### Try it
The answer must be every line of the records below that contains the word "CliError".

### Given information
* * * * *
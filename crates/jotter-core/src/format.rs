//! Presentation helpers shared by front-ends.

use chrono::{DateTime, Utc};

use crate::models::Note;

pub const UNKNOWN_DATE: &str = "Unknown Date";
pub const UNKNOWN_TIME: &str = "Unknown Time";
pub const EMPTY_SEARCH_HEADLINE: &str = "No notes found";
pub const EMPTY_COLLECTION_HEADLINE: &str = "Your creative space awaits";

/// `Oct 18, 2026`
#[must_use]
pub fn format_date(value: Option<DateTime<Utc>>) -> String {
    value.map_or_else(
        || UNKNOWN_DATE.to_string(),
        |date| date.format("%b %-d, %Y").to_string(),
    )
}

/// `02:05 PM`
#[must_use]
pub fn format_time(value: Option<DateTime<Utc>>) -> String {
    value.map_or_else(
        || UNKNOWN_TIME.to_string(),
        |date| date.format("%I:%M %p").to_string(),
    )
}

#[must_use]
pub fn note_count_label(count: usize) -> String {
    if count == 1 {
        "1 note".to_string()
    } else {
        format!("{count} notes")
    }
}

#[must_use]
pub fn favorite_count_label(count: usize) -> String {
    format!("{count} favorites")
}

/// Headline shown when the filtered view is empty
#[must_use]
pub const fn empty_state_headline(query: &str) -> &'static str {
    if query.is_empty() {
        EMPTY_COLLECTION_HEADLINE
    } else {
        EMPTY_SEARCH_HEADLINE
    }
}

/// First content line, whitespace-collapsed and truncated with `...`.
#[must_use]
pub fn note_preview(note: &Note, max_chars: usize) -> String {
    let first_line = note.content.lines().next().unwrap_or("").trim();
    let collapsed = first_line.split_whitespace().collect::<Vec<_>>().join(" ");

    if collapsed.chars().count() <= max_chars {
        collapsed
    } else {
        let take_len = max_chars.saturating_sub(3);
        let mut truncated = collapsed.chars().take(take_len).collect::<String>();
        truncated.push_str("...");
        truncated
    }
}
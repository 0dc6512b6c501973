use crate::commands::common::{capture_editor_input, open_dashboard, parse_note_id};
use crate::error::CliError;

pub async fn run_edit(
    id: &str,
    title: Option<String>,
    content: Option<String>,
    profile: Option<&str>,
) -> Result<(), CliError> {
    let note_id = parse_note_id(id)?;
    let dashboard = open_dashboard(profile).await?;
    let store = &dashboard.store;
    dashboard.check(store.open_editor(Some(note_id)))?;

    let content = if title.is_none() && content.is_none() {
        let current = dashboard.check(store.with_draft(|draft| draft.content.clone()))?;
        capture_editor_input(&current)?
    } else {
        content
    };

    let unchanged = dashboard.check(store.with_draft(|draft| {
        let before = (draft.title.clone(), draft.content.clone());
        if let Some(title) = title {
            draft.title = title;
        }
        if let Some(content) = content {
            draft.content = content;
        }
        before == (draft.title.clone(), draft.content.clone())
    }))?;

    if unchanged {
        store.close_editor();
        println!("{note_id}");
        return Ok(());
    }

    let updated = dashboard.check(store.save_draft().await)?;
    println!("{}", updated.id);
    Ok(())
}
//! Editor draft: the uncommitted buffer for a note being created or edited.

use crate::gateway::NotePayload;
use crate::models::{Note, NoteId};

const WORDS_PER_MINUTE: usize = 200;

/// Working copy of a note's title and content.
///
/// Edits never touch the held collection; only a successful save does.
#[derive(Debug, Clone, Default, PartialEq, Eq)]
pub struct Draft {
    editing: Option<NoteId>,
    pub title: String,
    pub content: String,
}

/// Live counters shown while editing
#[derive(Debug, Clone, Copy, Default, PartialEq, Eq)]
pub struct DraftStats {
    pub words: usize,
    pub chars: usize,
    pub reading_minutes: usize,
}

impl Draft {
    /// Blank draft for a new note
    #[must_use]
    pub fn new() -> Self {
        Self::default()
    }

    /// Draft seeded from an existing note
    #[must_use]
    pub fn for_note(note: &Note) -> Self {
        Self {
            editing: Some(note.id),
            title: note.title.clone(),
            content: note.content.clone(),
        }
    }

    /// Id of the note being edited, `None` when creating
    #[must_use]
    pub const fn editing(&self) -> Option<NoteId> {
        self.editing
    }

    #[must_use]
    pub const fn is_new(&self) -> bool {
        self.editing.is_none()
    }

    #[must_use]
    pub fn can_save(&self) -> bool {
        !(self.title.trim().is_empty() && self.content.trim().is_empty())
    }

    /// Trimmed payload, or `None` if there is nothing to save.
    #[must_use]
    pub fn to_payload(&self) -> Option<NotePayload> {
        NotePayload::from_input(&self.title, &self.content)
    }

    #[must_use]
    pub fn stats(&self) -> DraftStats {
        let words = self.content.split_whitespace().count();
        DraftStats {
            words,
            chars: self.content.chars().count(),
            reading_minutes: words.div_ceil(WORDS_PER_MINUTE),
        }
    }
}
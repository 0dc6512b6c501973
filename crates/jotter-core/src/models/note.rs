//! Note model

use std::fmt;
use std::num::ParseIntError;
use std::str::FromStr;

use chrono::{DateTime, Utc};
use serde::{Deserialize, Serialize};

/// Display and persistence default for a note without a title.
pub const UNTITLED: &str = "Untitled";

/// Identifier assigned by the remote store; immutable after creation.
#[derive(Debug, Clone, Copy, PartialEq, Eq, PartialOrd, Ord, Hash, Serialize, Deserialize)]
#[serde(transparent)]
pub struct NoteId(i64);

impl NoteId {
    #[must_use]
    pub const fn new(value: i64) -> Self {
        Self(value)
    }

    #[must_use]
    pub const fn get(self) -> i64 {
        self.0
    }
}

impl fmt::Display for NoteId {
    fn fmt(&self, f: &mut fmt::Formatter<'_>) -> fmt::Result {
        write!(f, "{}", self.0)
    }
}

impl FromStr for NoteId {
    type Err = ParseIntError;

    fn from_str(s: &str) -> Result<Self, Self::Err> {
        Ok(Self(s.trim().trim_start_matches('#').parse()?))
    }
}

/// A note as held by the remote store
#[derive(Debug, Clone, PartialEq, Eq, Serialize, Deserialize)]
pub struct Note {
    pub id: NoteId,
    #[serde(default)]
    pub title: String,
    #[serde(default)]
    pub content: String,
    /// Set at creation; absent when the remote does not report it
    #[serde(default)]
    pub created_at: Option<DateTime<Utc>>,
    /// Refreshed on every update
    #[serde(default)]
    pub updated_at: Option<DateTime<Utc>>,
}

impl Note {
    /// Title to show, falling back to "Untitled" when blank
    #[must_use]
    pub fn display_title(&self) -> &str {
        let title = self.title.trim();
        if title.is_empty() {
            UNTITLED
        } else {
            title
        }
    }

    /// Case-insensitive substring match over title or content.
    ///
    /// `needle` must already be lowercased.
    #[must_use]
    pub fn matches_lowercase(&self, needle: &str) -> bool {
        self.title.to_lowercase().contains(needle) || self.content.to_lowercase().contains(needle)
    }
}
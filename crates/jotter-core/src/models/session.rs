//! Authenticated identity

use serde::{Deserialize, Serialize};

/// The signed-in user as reported by `/auth/me`
#[derive(Debug, Clone, PartialEq, Eq, Serialize, Deserialize)]
pub struct Session {
    pub id: i64,
    #[serde(default)]
    pub name: String,
    #[serde(default)]
    pub email: String,
}

impl Session {
    /// First word of the user's name, used for greetings
    #[must_use]
    pub fn first_name(&self) -> &str {
        self.name.split_whitespace().next().unwrap_or("")
    }

    /// Uppercased first character of the name, used as an avatar fallback
    #[must_use]
    pub fn initial(&self) -> Option<char> {
        self.name
            .trim()
            .chars()
            .next()
            .and_then(|ch| ch.to_uppercase().next())
    }
}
* * * * *
### Reply to the exercise
use crate::error::CliError;
) -> Result<(), CliError> {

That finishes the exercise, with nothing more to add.